И несмотря на это, дед любит своего сына. Странно, но мир устроен так, что держится он на родительской любви, слепой, безрассудной. Дети могут позволить себе не любить родителей, но родители не в силах отказаться от них — инстинкт, заложенный мудрой природой, иначе бы человечество не выжило.
— Слушай, дед, давай к девочкам сходим или тебе моральный кодекс не позволяет? — пытаюсь оторвать деда Левку от грустный мыслей.
— Где ты есть, — оживляется дед, — то, что я забыл, вы еще не знаете.
— Куда нам до вашего геройского поколения, мы даже групповым сексом занимаемся, чтобы сачковать легче было.
— А вы вообще всю жизнь просачковать хотите, — неожиданно серьезно ответил дед. — Твое поколение работать не любит, вам только готовенькое подавай. Думаешь, я не знаю, где ты сейчас вкалываешь?! Как это… Где бы ни работать, только б не работать, только б не работать, так, по-моему, вы рассуждаете? Мы шли куда труднее. А ты, считай, полжизни с саблей пробегал, а теперь и вовсе работать не хочешь: стыдно сказать, человек с высшим образованием занимает место чуть ли не сторожевой собаки.
— Дед, не трогай мою работу, она мне дорогой ценой досталась.
— Ну, конечно, ты ведь заплатил лучшими годами за право вести паразитический образ жизни.

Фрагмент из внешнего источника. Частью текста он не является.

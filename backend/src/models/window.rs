use chrono::NaiveDate;
use serde::{Deserialize, Serialize};

use crate::error::{ForecastError, ForecastResult};

/// Half-open date range `[start, end)`.
#[derive(Debug, Clone, Copy, PartialEq, Eq, Serialize, Deserialize)]
#[serde(try_from = "RawDateWindow")]
pub struct DateWindow {
    start: NaiveDate,
    end: NaiveDate,
}

#[derive(Deserialize)]
struct RawDateWindow {
    start: NaiveDate,
    end: NaiveDate,
}

impl TryFrom<RawDateWindow> for DateWindow {
    type Error = ForecastError;

    fn try_from(raw: RawDateWindow) -> Result<Self, Self::Error> {
        DateWindow::new(raw.start, raw.end)
    }
}

impl DateWindow {
    /// # Errors
    /// Returns a configuration error unless `start < end`.
    pub fn new(start: NaiveDate, end: NaiveDate) -> ForecastResult<Self> {
        if start >= end {
            return Err(ForecastError::configuration(format!(
                "window start {} must be before end {}",
                start, end
            )));
        }
        Ok(Self { start, end })
    }

    /// Build from bounds the caller already knows are ordered.
    pub(crate) fn from_ordered(start: NaiveDate, end: NaiveDate) -> Self {
        debug_assert!(start < end);
        Self { start, end }
    }

    /// Inclusive lower bound.
    pub fn start(&self) -> NaiveDate {
        self.start
    }

    /// Exclusive upper bound.
    pub fn end(&self) -> NaiveDate {
        self.end
    }

    pub fn contains(&self, date: NaiveDate) -> bool {
        self.start <= date && date < self.end
    }

    /// Number of calendar days covered.
    pub fn len_days(&self) -> i64 {
        (self.end - self.start).num_days()
    }
}

impl std::fmt::Display for DateWindow {
    fn fmt(&self, f: &mut std::fmt::Formatter<'_>) -> std::fmt::Result {
        write!(f, "{}..{}", self.start, self.end)
    }
}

Я промолчал о том, что заплатил за свое место не только этим, но и наличными, и спросил:
— А что, по-твоему, я должен был делать?
— По специальности трудиться, на тебя государство не для того столько денег истратило, чтобы ты, как Шарик, на воротах сидел.
— Дед, я сижу, как Шарик, за сто рублей в месяц. Это чуть меньше, чем пришлось бы получать, работай я по специальности…
— Да если бы все так рассуждали, люди бы до сих пор на деревьях сидели. Разве мы для того столько вынесли, чтобы из-за таких, как ты, все прахом пошло?
— Таких, как я, мало, так сказать, отдельные негативные явления.
— Нет, вас не мало. И самое неприятное, что ты стал как бы моим личным врагом, потому что опровергаешь все то, ради чего я жил. Мне скоро на тот свет, но все-таки я счастливее тебя. У меня была вера. А что у тебя?
— Ты сказал была…
— Извини, есть, я не мог, не имел права прожить свою жизнь напрасно; мы много строили, воевали, защищая не только страну, но и тебя, неродившегося, и верили, что твое поколение…
— Извини, дед, но мое поколение окрестило себя потерянным. Можешь верить во что угодно, но лично мне верить не во что.